Type of charitable organization

A private foundation is a tax-exempt organization that does not rely on broad public support and is typically setup to serve humanitarian purposes.

Unlike a charitable foundation, a private foundation generally does not solicit funds from the public or have the legal requirements and reporting responsibilities of a registered non-profit or charitable foundation.

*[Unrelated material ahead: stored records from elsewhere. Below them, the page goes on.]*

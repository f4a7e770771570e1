//! Common test utilities shared by the integration tests.
//!
//! This module provides:
//! - Project fixtures (`.apc/` configuration trees)
//! - Fake agent CLIs driven by shell scripts

pub mod fake_cli;
pub mod fixtures;

#[allow(unused_imports)]
pub use fake_cli::*;
#[allow(unused_imports)]
pub use fixtures::*;
#[async_trait]
impl ConflictCoordinator for WorkflowCoordinator {
    async fn declare(&self, declaration: ConflictDeclaration) -> Result<Vec<String>, CoordinatorError> {
        let declarer = declaration.workflow_id;
        let (paused, mut waits) = {
            let mut guard = self.inner.state.lock();
            let state = &mut *guard;
            state
                .declarations
                .entry(declarer.clone())
                .or_default()
                .push(declaration.scope.clone());

            let mut paused = Vec::new();
            let mut waits = Vec::new();
            for (id, live) in &state.live {
                if *id == declarer || !covers(&declaration.scope, live.task_id.as_deref()) {
                    continue;
                }
                state
                    .blocked
                    .entry(id.clone())
                    .or_insert_with(|| Blocked {
                        session_id: live.session_id.clone(),
                        blockers: HashSet::new(),
                    })
                    .blockers
                    .insert(declarer.clone());

                if *live.control.borrow() == WorkflowControl::Run {
                    live.control.send_replace(WorkflowControl::Pause {
                        reason: PauseReason::Conflict,
                        conflicting_workflow_id: Some(declarer.clone()),
                    });
                    paused.push(id.clone());
                }
                if let Some(tx) = state.status.get(id) {
                    waits.push(tx.subscribe());
                }
            }
            for id in &paused {
                state.set_status(id, WorkflowStatus::Pausing);
            }
            (paused, waits)
        };

        info!(declarer = %declarer, scope = ?declaration.scope, paused = ?paused, "Conflict declared");
        for rx in &mut waits {
            let _ = rx.wait_for(|s| !s.is_active()).await;
        }
        Ok(paused)
    }

    async fn clear(&self, workflow_id: &str) -> Result<Vec<String>, CoordinatorError> {
        let ready = {
            let mut guard = self.inner.state.lock();
            let state = &mut *guard;
            state.declarations.remove(workflow_id);

            let mut ready = Vec::new();
            for (id, blocked) in state.blocked.iter_mut() {
                if blocked.blockers.remove(workflow_id)
                    && blocked.blockers.is_empty()
                    && !state.live.contains_key(id)
                {
                    ready.push((id.clone(), blocked.session_id.clone()));
                }
            }
            for (id, _) in &ready {
                state.blocked.remove(id);
            }
            ready
        };

        let mut resumed = Vec::new();
        for (id, session_id) in ready {
            match self.resume(&session_id, &id).await {
                Ok(()) => resumed.push(id),
                Err(e) => warn!(workflow_id = %id, error = %e, "Failed to resume after conflict cleared"),
            }
        }
        if !resumed.is_empty() {
            info!(declarer = workflow_id, resumed = ?resumed, "Conflicts cleared");
        }
        Ok(resumed)
    }
}
impl PhaseContext {
    pub fn new(
        services: WorkflowServices,
        workflow_id: impl Into<String>,
        session_id: impl Into<String>,
        task_id: Option<String>,
        conflicts: Option<Arc<dyn ConflictCoordinator>>,
    ) -> Self {
        Self {
            inner: Arc::new(ContextInner {
                workflow_id: workflow_id.into(),
                session_id: session_id.into(),
                task_id,
                services,
                conflicts,
                phase: Mutex::new((0, String::new())),
                continuation: Mutex::new(None),
                modified_files: Mutex::new(BTreeSet::new()),
                current_runs: Mutex::new(Vec::new()),
                run_counter: AtomicU64::new(0),
            }),
        }
    }

    pub fn workflow_id(&self) -> &str {
        &self.inner.workflow_id
    }

    pub fn session_id(&self) -> &str {
        &self.inner.session_id
    }

    pub fn task_id(&self) -> Option<&str> {
        self.inner.task_id.as_deref()
    }

    pub fn phase_index(&self) -> usize {
        self.inner.phase.lock().0
    }

    pub fn phase_name(&self) -> String {
        self.inner.phase.lock().1.clone()
    }

    pub fn workdir(&self) -> &Path {
        &self.inner.services.workdir
    }

    pub fn runner(&self) -> &Arc<AgentRunner> {
        &self.inner.services.runner
    }

    pub fn pool(&self) -> &AgentPool {
        &self.inner.services.pool
    }

    /// Borrow a pooled agent of `role`, waiting if all are busy.
    pub async fn acquire_agent(&self, role: &str) -> Result<AgentLease, PhaseError> {
        if self.pool().available(role).is_empty() {
            self.report_progress(format!("Waiting for a free {role} agent"))
                .await;
        }
        let lease = self.pool().acquire(role, self.workflow_id()).await?;
        debug!(workflow_id = %self.workflow_id(), agent = %lease.name(), role, "Agent assigned");
        Ok(lease)
    }

    /// Run `prompt` as the leased agent.
    ///
    /// The role's template is rendered in front of the prompt, and the
    /// continuation prompt of a resumed workflow goes in front of that, once.
    pub async fn run_agent(&self, lease: &AgentLease, prompt: &str) -> Result<AgentRunResult, PhaseError> {
        self.run_agent_with(lease, prompt, None).await
    }

    /// Like [`run_agent`](Self::run_agent), writing the answer's plan section
    /// to `plan_file` (relative to the working directory).
    pub async fn run_agent_with(
        &self,
        lease: &AgentLease,
        prompt: &str,
        plan_file: Option<&Path>,
    ) -> Result<AgentRunResult, PhaseError> {
        let (phase_index, phase) = self.inner.phase.lock().clone();
        let role = self.inner.services.roles.resolve(lease.role());
        let n = self.inner.run_counter.fetch_add(1, Ordering::SeqCst) + 1;
        let run_id = sanitize_id(&format!("{}_{phase}_{n}", self.workflow_id()));

        let mut full_prompt = String::new();
        if let Some(continuation) = self.take_continuation() {
            full_prompt.push_str(&continuation);
            full_prompt.push_str("\n\n---\n\n");
        }
        let preamble = role.render(self.task_id().unwrap_or_default(), &phase);
        if !preamble.is_empty() {
            full_prompt.push_str(&preamble);
            full_prompt.push_str("\n\n");
        }
        full_prompt.push_str(prompt);

        let mut options = RunOptions::new(run_id.clone(), full_prompt, self.workdir())
            .with_tier(role.tier)
            .with_metadata("workflow_id", self.workflow_id())
            .with_metadata("phase", phase.as_str())
            .with_metadata("agent", lease.name())
            .with_metadata("role", lease.role());
        if let Some(secs) = role.timeout_secs {
            options = options.with_timeout(std::time::Duration::from_secs(secs));
        }
        if let Some(plan_file) = plan_file {
            options = options.with_plan_file(self.workdir().join(plan_file));
        }
        if let Some(log_dir) = &self.inner.services.log_dir {
            match next_session_log(log_dir, lease.name()).await {
                Ok(path) => options = options.with_log_file(path),
                Err(e) => warn!(run_id = %run_id, error = %e, "No session log for run"),
            }
        }
        if let Some(events) = self.inner.services.events.clone() {
            let workflow_id = self.workflow_id().to_string();
            let agent = lease.name().to_string();
            options = options.on_progress(move |message| {
                let _ = events.try_send(Event::WorkflowProgress {
                    workflow_id: workflow_id.clone(),
                    message: format!("{agent}: {message}"),
                });
            });
        }

        let _slot = RunSlot::register(&self.inner, &run_id);
        debug!(run_id = %run_id, phase_index, agent = %lease.name(), "Starting agent run");
        let result = self.runner().run(options).await;
        if result.success {
            return Ok(result);
        }
        let error = result.error.unwrap_or_else(|| AgentError::ExitFailure {
            code: result.exit_code,
            message: "run failed without an error".to_string(),
        });
        Err(PhaseError::AgentFailed { phase, error })
    }

    /// Run several prompts concurrently, one pooled agent each, and wait for
    /// all of them.
    ///
    /// Each job is `(label, prompt)`. Results come back in job order; the
    /// first failure is returned after every run has finished.
    pub async fn run_parallel(
        &self,
        role: &str,
        jobs: Vec<(String, String)>,
    ) -> Result<Vec<(String, AgentRunResult)>, PhaseError> {
        let runs = jobs.into_iter().map(|(label, prompt)| async move {
            let lease = self.acquire_agent(role).await?;
            let result = self.run_agent(&lease, &prompt).await?;
            Ok::<_, PhaseError>((label, result))
        });

        let mut results = Vec::new();
        let mut first_error = None;
        for outcome in futures::future::join_all(runs).await {
            match outcome {
                Ok(result) => results.push(result),
                Err(e) => {
                    first_error.get_or_insert(e);
                }
            }
        }
        match first_error {
            Some(e) => Err(e),
            None => Ok(results),
        }
    }

    /// Claim `scope` exclusively; workflows inside it are paused by the
    /// coordinator. Returns the ids of paused workflows.
    pub async fn declare_conflict(&self, scope: ConflictScope) -> Result<Vec<String>, PhaseError> {
        let declaration = ConflictDeclaration {
            workflow_id: self.workflow_id().to_string(),
            scope: scope.clone(),
            policy: ConflictPolicy::PauseOthers,
        };
        self.emit(Event::ConflictDeclared {
            workflow_id: self.workflow_id().to_string(),
            scope,
        })
        .await;

        let Some(conflicts) = &self.inner.conflicts else {
            debug!(workflow_id = %self.workflow_id(), "No conflict coordinator; declaration not enforced");
            return Ok(Vec::new());
        };
        let paused = conflicts.declare(declaration).await?;
        if !paused.is_empty() {
            self.report_progress(format!("Paused conflicting workflows: {}", paused.join(", ")))
                .await;
        }
        Ok(paused)
    }

    /// Drop every conflict this workflow declared.
    pub async fn clear_conflicts(&self) -> Result<Vec<String>, PhaseError> {
        let Some(conflicts) = &self.inner.conflicts else {
            return Ok(Vec::new());
        };
        let unblocked = conflicts.clear(self.workflow_id()).await?;
        self.emit(Event::ConflictsCleared {
            workflow_id: self.workflow_id().to_string(),
        })
        .await;
        Ok(unblocked)
    }

    pub async fn report_progress(&self, message: impl Into<String>) {
        self.emit(Event::WorkflowProgress {
            workflow_id: self.workflow_id().to_string(),
            message: message.into(),
        })
        .await;
    }

    pub fn add_modified_file(&self, path: impl Into<String>) {
        self.inner.modified_files.lock().insert(path.into());
    }

    pub fn modified_files(&self) -> BTreeSet<String> {
        self.inner.modified_files.lock().clone()
    }

    /// Agent runs currently in flight for this workflow.
    pub fn current_run_ids(&self) -> Vec<String> {
        self.inner.current_runs.lock().clone()
    }

    /// Whether a continuation prompt is still waiting for the next run.
    pub fn has_continuation(&self) -> bool {
        self.inner.continuation.lock().is_some()
    }

    pub(crate) async fn emit(&self, event: Event) {
        if let Some(events) = &self.inner.services.events {
            let _ = events.send(event).await;
        }
    }

    pub(crate) fn enter_phase(&self, index: usize, name: &str) {
        *self.inner.phase.lock() = (index, name.to_string());
    }

    pub(crate) fn set_continuation(&self, prompt: Option<String>) {
        *self.inner.continuation.lock() = prompt.filter(|p| !p.trim().is_empty());
    }

    pub(crate) fn extend_modified_files(&self, files: impl IntoIterator<Item = String>) {
        self.inner.modified_files.lock().extend(files);
    }

    pub(crate) async fn stop_current_runs(&self, reason: StopReason) {
        for run_id in self.current_run_ids() {
            self.runner().stop(&run_id, reason).await;
        }
    }

    fn take_continuation(&self) -> Option<String> {
        self.inner.continuation.lock().take()
    }
}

Not all foundations engage in philanthropy; some private foundations are used for estate planning purposes.

==Common law==
The following foundations are set up under common law legal systems:

===Canada===
In Canada, the Canada Revenue Agency is a branch of the Canadian government that regulates all foundations. Under Canadian law, since 1967, a private foundation is controlled by a single donor or family through a board that is made up of a majority (more than 50%) of directors at non-arm's-length. It is a legally registered charity with the Canada Revenue Agency. A public foundation is governed by a board composed of a majority of directors at arm's length. A private foundation is not allowed to engage in any business activity, but it can operate its own charitable program.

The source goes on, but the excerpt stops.